Saturday, February 20, 2010

Thoughts on, or around, campaign finance

On 21 January, I was still too absorbed by the Haitian earthquake to really pay too much attention to the Supreme Court decision rejecting corporate campaign finance contribution limits. While I am by no means a specialist in domestic law or politics, I have to say that the implications of the decision really worry me.

Some observers have claimed that the case marks the beginning of an unprecedented embedding of corporate America within the apparatus of the state. Certainly, it looks that way. But just as certainly, the fiction of the American political system – or really any strong state at all – as ever having functioned independently of the industrial complex it tames, nurtures, and protects, is just that: a fiction. As Alice Amsden has noted elsewhere, America cultivates a certain founding myth, stemming from the Jeffersonian vision of a nation of smallholders and diffuse economic power, that is totally at odds with the Hamiltonian strategy of government-infused big-business development that became our reality. This topic resonates with me, as someone concerned with the ways in which industry may condition the strength and legitimacy of the state – and, in the cases that I study in conflict-affected areas of the world, determine the realtionship between the state and its challengers.

The power and legitimacy of the modern state on the one hand, and the breadth and depth of economic industrialization on the other, can be said to develop in tandem. This often occurs in the crucible of war, which in puts strain on public finances and generates a state-industry mutualism. And it isn’t new. Even in what W.W. Rostow termed the “pre-conditions for takeoff” in Western Europe, there existed a growing philosophical alliance between the increasingly powerful and centralized absolutist monarchies on the one hand, and the nascent propensity to leverage scientific knowledge for technological applications. Francis Bacon asserted that, “…the true and lawful goal of the sciences is none other than this: that human life be endowed with new discoveries and powers.” His contemporary and countryman, James I of England declared that, “[t]he state of monarchy is the supremest thing upon earth: for kings are not only God's Lieutenants upon earth, and sit upon God's throne, but even by God himself they are called Gods.” Nor were these two notions merely concomitant, but found their union in the writing of Thomas Hobbes, that devotee of causal materialism who sought to harness scientific knowledge of the social realm to better govern it – and thus avoid the much trumpeted “war, as of every man, against every man” that our natures would surely bring upon us otherwise. In developing this ideology, Hobbes paved the way for future social engineers like Saint-Simon.

The campaign finance decision is particularly troubling because it seems to have the potential to accelerate an already run-away social process of wealth accumulation. Capital has a tendency to concentrate – “cumulative causation” Gunnar Myrdal called it. It is the reason we have cities. It is the reason we have regional competitive advantage. It is the reason we have disparities between rich and poor, North and South, the developed and developing worlds. To a certain extent, and for all the reasons that Alfred Marshall enumerated, it is a good thing. But as we all know, labor is not as fleet of foot as capital, nor as maleable. Labor must be cultivated and it can be susceptible to emotional and social crisis. And labor is, lest we forget, real people who desire real, dignified work. At the risk of sounding downright Marxian, labor, not capital, is the end of economics. And government, elected by majority vote, has always served as a mechanism for bringing the two back into line with one another, educating the workforce, regulating capital markets, preventing exploitation, and redistributing wealth.
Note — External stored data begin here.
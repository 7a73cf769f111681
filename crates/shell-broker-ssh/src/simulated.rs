//! Simulated remote shell.
//!
//! Greets with a banner and a prompt, echoes typed input, answers a line
//! ending with a fresh prompt and exits on `exit`.

use std::sync::{
    Arc, Mutex, PoisonError,
    atomic::{AtomicBool, Ordering},
};

use async_trait::async_trait;
use bytes::Bytes;
use shell_broker_core::{
    ConnectTarget, Credential, Geometry, RemoteShell, ShellChannel, ShellConnection, ShellError,
};
use tokio::sync::mpsc;
use tracing::debug;

const BACKSPACE: u8 = 0x7f;

/// In-process `RemoteShell` that needs no network.
#[derive(Debug, Clone, Default)]
pub struct SimulatedShell {
    password: Option<String>,
}

impl SimulatedShell {
    /// Accept any credential.
    #[must_use]
    pub fn new() -> Self {
        Self::default()
    }

    /// Only accept `password`.
    #[must_use]
    pub fn with_password(password: impl Into<String>) -> Self {
        Self {
            password: Some(password.into()),
        }
    }
}

#[async_trait]
impl RemoteShell for SimulatedShell {
    async fn open(
        &self,
        target: &ConnectTarget,
        credential: &Credential,
    ) -> Result<Box<dyn ShellConnection>, ShellError> {
        if let Some(expected) = &self.password {
            if credential.expose_secret() != expected {
                return Err(ShellError::AuthRejected);
            }
        }
        debug!(remote = %target, "Simulated connection opened");
        Ok(Box::new(SimulatedConnection {
            target: target.clone(),
        }))
    }
}

struct SimulatedConnection {
    target: ConnectTarget,
}

#[async_trait]
impl ShellConnection for SimulatedConnection {
    async fn open_shell(&self, geometry: Geometry) -> Result<Arc<dyn ShellChannel>, ShellError> {
        debug!(cols = geometry.cols, rows = geometry.rows, "Simulated shell opened");
        let (tx, rx) = mpsc::unbounded_channel();
        let channel = SimulatedChannel {
            prompt: format!("{}@{}:~$ ", self.target.username, self.target.host),
            tx,
            rx: tokio::sync::Mutex::new(rx),
            line: Mutex::new(Vec::new()),
            closed: AtomicBool::new(false),
        };
        channel.send(Bytes::from(format!("\r\nConnected to {}\r\n", self.target)));
        channel.send(Bytes::from(channel.prompt.clone()));
        Ok(Arc::new(channel))
    }

    async fn close(&self) {
        debug!(remote = %self.target, "Simulated connection closed");
    }
}

/// Output queue entry; `None` marks end-of-stream.
type Chunk = Option<Bytes>;

struct SimulatedChannel {
    prompt: String,
    tx: mpsc::UnboundedSender<Chunk>,
    rx: tokio::sync::Mutex<mpsc::UnboundedReceiver<Chunk>>,
    line: Mutex<Vec<u8>>,
    closed: AtomicBool,
}

impl SimulatedChannel {
    fn send(&self, data: Bytes) {
        let _ = self.tx.send(Some(data));
    }

    /// Run typed bytes through the line discipline. Returns the echo and
    /// whether the shell exited.
    fn interpret(&self, data: &[u8]) -> (Vec<u8>, bool) {
        let mut line = self.line.lock().unwrap_or_else(PoisonError::into_inner);
        let mut echo = Vec::with_capacity(data.len());
        for &byte in data {
            match byte {
                b'\r' | b'\n' => {
                    echo.extend_from_slice(b"\r\n");
                    let command = String::from_utf8_lossy(&line).trim().to_string();
                    line.clear();
                    if command == "exit" {
                        echo.extend_from_slice(b"logout\r\n");
                        return (echo, true);
                    }
                    echo.extend_from_slice(self.prompt.as_bytes());
                }
                BACKSPACE => {
                    if line.pop().is_some() {
                        echo.extend_from_slice(b"\x08 \x08");
                    }
                }
                _ => {
                    line.push(byte);
                    echo.push(byte);
                }
            }
        }
        (echo, false)
    }
}

#[async_trait]
impl ShellChannel for SimulatedChannel {
    async fn read(&self) -> Result<Option<Bytes>, ShellError> {
        if self.closed.load(Ordering::SeqCst) {
            return Ok(None);
        }
        Ok(self.rx.lock().await.recv().await.flatten())
    }

    async fn write(&self, data: &[u8]) -> Result<(), ShellError> {
        if self.closed.load(Ordering::SeqCst) {
            return Err(ShellError::ChannelClosed);
        }
        let (echo, exited) = self.interpret(data);
        if !echo.is_empty() {
            self.send(Bytes::from(echo));
        }
        if exited {
            let _ = self.tx.send(None);
        }
        Ok(())
    }

    async fn resize(&self, geometry: Geometry) -> Result<(), ShellError> {
        if self.closed.load(Ordering::SeqCst) {
            return Err(ShellError::ChannelClosed);
        }
        debug!(cols = geometry.cols, rows = geometry.rows, "Simulated window change");
        Ok(())
    }

    async fn close(&self) {
        if !self.closed.swap(true, Ordering::SeqCst) {
            let _ = self.tx.send(None);
        }
    }
}
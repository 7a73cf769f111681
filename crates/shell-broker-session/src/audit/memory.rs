//! In-memory audit sink.

use std::sync::RwLock;

use shell_broker_core::{AuditRecord, AuditSink, SessionId};

/// Keeps every record in memory.
///
/// Useful for tests and single-process inspection. Data is lost on restart.
#[derive(Default)]
pub struct MemoryAudit {
    records: RwLock<Vec<AuditRecord>>,
}

impl MemoryAudit {
    #[must_use]
    pub fn new() -> Self {
        Self::default()
    }

    /// All records in arrival order.
    #[must_use]
    pub fn records(&self) -> Vec<AuditRecord> {
        self.records
            .read()
            .map(|records| records.clone())
            .unwrap_or_default()
    }

    /// Records belonging to one session.
    #[must_use]
    pub fn for_session(&self, id: SessionId) -> Vec<AuditRecord> {
        self.records()
            .into_iter()
            .filter(|r| r.session_id() == id)
            .collect()
    }
}

impl AuditSink for MemoryAudit {
    fn record(&self, record: AuditRecord) {
        if let Ok(mut records) = self.records.write() {
            records.push(record);
        }
    }
}

#[cfg(test)]
mod tests {
    use shell_broker_core::{ConnectOutcome, ConnectTarget, config::AuditConfig};

    use super::*;

    #[test]
    fn test_records_by_session() {
        let audit = MemoryAudit::new();
        let a = SessionId::new_v4();
        let b = SessionId::new_v4();
        let target = ConnectTarget {
            host: "h".into(),
            port: 22,
            username: "u".into(),
        };

        audit.record(AuditRecord::connect_attempt(
            a,
            "alice",
            &target,
            ConnectOutcome::Connected,
        ));
        audit.record(AuditRecord::input(b, "bob", b"ls\n", &AuditConfig::default()));
        audit.record(AuditRecord::input(a, "alice", b"pwd\n", &AuditConfig::default()));

        assert_eq!(audit.records().len(), 3);
        assert_eq!(audit.for_session(a).len(), 2);
        assert_eq!(audit.for_session(b).len(), 1);
    }
}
That last function is increasing important in a society in with the richest 20% of the population hold over 85% of the private wealth – a statistic that most Americans do not approve of (if they even know). Moreover, economists have realized for over half a century (since Kuznets) that societies in which wealth is more unequally distributed tend to have slower long-run growth trajectories. So there is a balance to be struck: on the one hand, we want to incentivize entrepreneurs and the private sector more generally to go forth and productify (and presumably accumulate wealth). On the other hand, we don’t want to deprive future entrepreneurs the educational and business opportunities that past generations have enjoyed. That balance is best struck by our political institutions, because they are designed to have longer time horizons than the private sector, even if they are informed by it.

As I’ve mentioned, I harbor no illusions as to the absolute separation of the private and government sectors in American political life – nor do I believe we should aspire to that vision. But that joint venture should ultimately be accountable in its performance to the voters. I worry that the rescinding of corporate campaign finance contribution limits, a mainstay of the American legislative environment for over 100 years, threatens to undermine our government accountability. That is for two reasons.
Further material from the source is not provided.